Saved entries
▶
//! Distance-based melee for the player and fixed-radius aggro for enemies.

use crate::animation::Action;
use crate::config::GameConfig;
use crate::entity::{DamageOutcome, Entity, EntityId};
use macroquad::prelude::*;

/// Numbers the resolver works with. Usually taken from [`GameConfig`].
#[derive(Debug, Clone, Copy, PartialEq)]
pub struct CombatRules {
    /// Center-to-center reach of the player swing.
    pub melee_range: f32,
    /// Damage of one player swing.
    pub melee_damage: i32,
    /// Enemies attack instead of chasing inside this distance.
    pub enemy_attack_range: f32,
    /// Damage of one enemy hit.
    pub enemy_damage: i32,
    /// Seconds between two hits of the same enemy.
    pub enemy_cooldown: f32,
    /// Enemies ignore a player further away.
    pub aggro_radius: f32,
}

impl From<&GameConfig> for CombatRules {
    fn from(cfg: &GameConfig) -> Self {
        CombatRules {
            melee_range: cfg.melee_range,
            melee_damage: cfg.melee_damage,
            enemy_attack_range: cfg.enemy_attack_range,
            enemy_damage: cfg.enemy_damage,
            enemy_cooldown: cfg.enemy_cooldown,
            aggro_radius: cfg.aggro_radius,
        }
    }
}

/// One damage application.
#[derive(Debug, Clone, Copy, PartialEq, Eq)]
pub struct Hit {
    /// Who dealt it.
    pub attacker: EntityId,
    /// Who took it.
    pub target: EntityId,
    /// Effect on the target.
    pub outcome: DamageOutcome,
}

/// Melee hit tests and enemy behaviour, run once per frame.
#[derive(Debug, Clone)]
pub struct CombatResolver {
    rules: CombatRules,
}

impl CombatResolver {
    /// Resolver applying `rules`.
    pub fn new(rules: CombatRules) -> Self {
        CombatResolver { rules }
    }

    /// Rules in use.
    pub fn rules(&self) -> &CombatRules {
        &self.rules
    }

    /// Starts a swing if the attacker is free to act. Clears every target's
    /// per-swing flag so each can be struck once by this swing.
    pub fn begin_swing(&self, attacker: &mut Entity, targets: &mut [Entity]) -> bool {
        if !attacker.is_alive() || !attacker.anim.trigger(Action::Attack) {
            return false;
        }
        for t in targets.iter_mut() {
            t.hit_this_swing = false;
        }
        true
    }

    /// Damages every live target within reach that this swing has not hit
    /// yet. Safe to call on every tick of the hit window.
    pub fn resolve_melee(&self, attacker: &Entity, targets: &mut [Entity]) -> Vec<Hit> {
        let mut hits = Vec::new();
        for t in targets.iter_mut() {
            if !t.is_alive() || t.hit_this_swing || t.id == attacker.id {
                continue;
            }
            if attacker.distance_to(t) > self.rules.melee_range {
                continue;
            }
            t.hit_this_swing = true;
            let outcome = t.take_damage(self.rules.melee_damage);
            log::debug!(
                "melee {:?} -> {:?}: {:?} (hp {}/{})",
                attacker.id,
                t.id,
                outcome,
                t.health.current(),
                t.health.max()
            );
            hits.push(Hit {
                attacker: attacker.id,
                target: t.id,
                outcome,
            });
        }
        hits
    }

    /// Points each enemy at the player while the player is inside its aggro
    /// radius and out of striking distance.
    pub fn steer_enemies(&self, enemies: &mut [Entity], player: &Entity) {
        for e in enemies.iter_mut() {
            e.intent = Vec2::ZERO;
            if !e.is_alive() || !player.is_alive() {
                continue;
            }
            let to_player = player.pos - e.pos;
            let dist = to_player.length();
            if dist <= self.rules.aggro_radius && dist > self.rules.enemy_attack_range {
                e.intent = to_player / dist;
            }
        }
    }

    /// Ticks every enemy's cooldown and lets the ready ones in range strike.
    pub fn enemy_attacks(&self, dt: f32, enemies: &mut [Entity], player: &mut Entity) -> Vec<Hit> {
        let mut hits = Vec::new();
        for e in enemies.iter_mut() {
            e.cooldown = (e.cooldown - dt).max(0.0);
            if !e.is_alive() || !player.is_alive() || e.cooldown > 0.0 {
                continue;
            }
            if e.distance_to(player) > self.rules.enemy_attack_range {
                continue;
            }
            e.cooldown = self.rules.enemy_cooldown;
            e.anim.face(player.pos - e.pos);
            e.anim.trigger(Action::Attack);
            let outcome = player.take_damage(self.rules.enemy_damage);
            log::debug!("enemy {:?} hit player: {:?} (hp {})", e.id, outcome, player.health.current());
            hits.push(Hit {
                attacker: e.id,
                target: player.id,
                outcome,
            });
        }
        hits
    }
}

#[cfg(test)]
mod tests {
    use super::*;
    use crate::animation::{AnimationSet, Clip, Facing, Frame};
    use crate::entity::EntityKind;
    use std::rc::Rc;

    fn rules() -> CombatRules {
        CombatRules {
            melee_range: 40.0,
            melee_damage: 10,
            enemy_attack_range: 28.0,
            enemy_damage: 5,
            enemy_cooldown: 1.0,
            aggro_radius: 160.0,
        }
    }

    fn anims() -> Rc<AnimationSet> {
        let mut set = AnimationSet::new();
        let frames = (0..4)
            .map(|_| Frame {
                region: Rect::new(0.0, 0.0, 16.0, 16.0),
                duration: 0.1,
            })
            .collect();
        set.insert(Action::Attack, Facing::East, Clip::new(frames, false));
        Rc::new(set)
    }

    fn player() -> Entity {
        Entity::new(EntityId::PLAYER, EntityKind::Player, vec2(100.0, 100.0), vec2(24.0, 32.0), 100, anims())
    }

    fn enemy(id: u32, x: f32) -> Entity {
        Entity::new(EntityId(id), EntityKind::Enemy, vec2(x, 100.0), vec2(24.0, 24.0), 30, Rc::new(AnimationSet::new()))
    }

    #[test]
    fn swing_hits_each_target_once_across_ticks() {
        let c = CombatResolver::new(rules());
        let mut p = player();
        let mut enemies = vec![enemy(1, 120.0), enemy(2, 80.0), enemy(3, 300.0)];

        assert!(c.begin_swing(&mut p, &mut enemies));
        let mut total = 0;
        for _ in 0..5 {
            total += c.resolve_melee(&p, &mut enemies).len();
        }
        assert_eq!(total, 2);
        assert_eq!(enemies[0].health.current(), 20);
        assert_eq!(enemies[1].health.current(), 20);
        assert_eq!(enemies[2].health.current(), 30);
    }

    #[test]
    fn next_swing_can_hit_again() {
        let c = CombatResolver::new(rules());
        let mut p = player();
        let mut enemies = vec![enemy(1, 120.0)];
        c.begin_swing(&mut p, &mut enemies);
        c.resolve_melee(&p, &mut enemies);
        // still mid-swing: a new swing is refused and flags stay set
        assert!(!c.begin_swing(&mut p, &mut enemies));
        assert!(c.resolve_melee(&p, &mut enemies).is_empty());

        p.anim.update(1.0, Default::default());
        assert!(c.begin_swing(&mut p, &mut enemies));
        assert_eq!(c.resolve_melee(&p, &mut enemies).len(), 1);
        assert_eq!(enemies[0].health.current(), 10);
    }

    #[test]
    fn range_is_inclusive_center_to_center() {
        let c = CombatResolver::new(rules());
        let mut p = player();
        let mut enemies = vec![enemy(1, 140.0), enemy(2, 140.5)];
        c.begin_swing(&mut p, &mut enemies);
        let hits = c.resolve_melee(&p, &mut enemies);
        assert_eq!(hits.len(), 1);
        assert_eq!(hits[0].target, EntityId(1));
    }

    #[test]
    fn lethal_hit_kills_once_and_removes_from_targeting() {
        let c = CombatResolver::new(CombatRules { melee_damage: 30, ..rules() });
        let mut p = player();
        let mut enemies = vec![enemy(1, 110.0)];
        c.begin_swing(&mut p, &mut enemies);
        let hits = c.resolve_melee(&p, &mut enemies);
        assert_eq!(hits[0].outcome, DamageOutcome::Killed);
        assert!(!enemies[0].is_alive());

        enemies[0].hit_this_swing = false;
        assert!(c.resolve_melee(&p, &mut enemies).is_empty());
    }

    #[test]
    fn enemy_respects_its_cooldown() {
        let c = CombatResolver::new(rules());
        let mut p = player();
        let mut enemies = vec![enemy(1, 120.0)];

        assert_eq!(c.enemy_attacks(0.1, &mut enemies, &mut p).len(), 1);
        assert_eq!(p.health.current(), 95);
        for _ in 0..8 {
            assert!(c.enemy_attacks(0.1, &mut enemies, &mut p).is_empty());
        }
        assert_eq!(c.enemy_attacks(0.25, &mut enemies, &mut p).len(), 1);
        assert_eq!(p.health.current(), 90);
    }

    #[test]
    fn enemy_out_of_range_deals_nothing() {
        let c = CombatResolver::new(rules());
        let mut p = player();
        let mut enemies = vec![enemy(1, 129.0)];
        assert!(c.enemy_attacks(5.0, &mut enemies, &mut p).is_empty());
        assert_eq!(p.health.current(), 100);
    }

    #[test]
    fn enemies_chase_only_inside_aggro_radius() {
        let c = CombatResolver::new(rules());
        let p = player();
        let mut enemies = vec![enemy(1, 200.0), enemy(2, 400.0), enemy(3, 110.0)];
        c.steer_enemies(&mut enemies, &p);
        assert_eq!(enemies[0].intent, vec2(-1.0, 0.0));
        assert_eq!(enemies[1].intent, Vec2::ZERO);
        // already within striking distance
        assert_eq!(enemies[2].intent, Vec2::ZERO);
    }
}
◀
§ **Problem**
Taking the entries from their first line through the line with "Rules in use.", inclusive, restate each line word for word and give nothing else.

§ **Final answer**
//! Distance-based melee for the player and fixed-radius aggro for enemies.

use crate::animation::Action;
use crate::config::GameConfig;
use crate::entity::{DamageOutcome, Entity, EntityId};
use macroquad::prelude::*;

/// Numbers the resolver works with. Usually taken from [`GameConfig`].
#[derive(Debug, Clone, Copy, PartialEq)]
pub struct CombatRules {
    /// Center-to-center reach of the player swing.
    pub melee_range: f32,
    /// Damage of one player swing.
    pub melee_damage: i32,
    /// Enemies attack instead of chasing inside this distance.
    pub enemy_attack_range: f32,
    /// Damage of one enemy hit.
    pub enemy_damage: i32,
    /// Seconds between two hits of the same enemy.
    pub enemy_cooldown: f32,
    /// Enemies ignore a player further away.
    pub aggro_radius: f32,
}

impl From<&GameConfig> for CombatRules {
    fn from(cfg: &GameConfig) -> Self {
        CombatRules {
            melee_range: cfg.melee_range,
            melee_damage: cfg.melee_damage,
            enemy_attack_range: cfg.enemy_attack_range,
            enemy_damage: cfg.enemy_damage,
            enemy_cooldown: cfg.enemy_cooldown,
            aggro_radius: cfg.aggro_radius,
        }
    }
}

/// One damage application.
#[derive(Debug, Clone, Copy, PartialEq, Eq)]
pub struct Hit {
    /// Who dealt it.
    pub attacker: EntityId,
    /// Who took it.
    pub target: EntityId,
    /// Effect on the target.
    pub outcome: DamageOutcome,
}

/// Melee hit tests and enemy behaviour, run once per frame.
#[derive(Debug, Clone)]
pub struct CombatResolver {
    rules: CombatRules,
}

impl CombatResolver {
    /// Resolver applying `rules`.
    pub fn new(rules: CombatRules) -> Self {
        CombatResolver { rules }
    }

    /// Rules in use.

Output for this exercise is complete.